### What is required
Nothing may be left out, so copy every entry exactly.

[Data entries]

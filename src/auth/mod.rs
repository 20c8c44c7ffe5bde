pub mod credentials;
pub mod handlers;
pub mod password;
pub mod reset;
pub mod session;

### Solved exercise
filename src/auth/mod.rs
repository 20c8c44c7ffe5bde
pub mod credentials;
pub mod handlers;
pub mod password;
pub mod reset;
pub mod session;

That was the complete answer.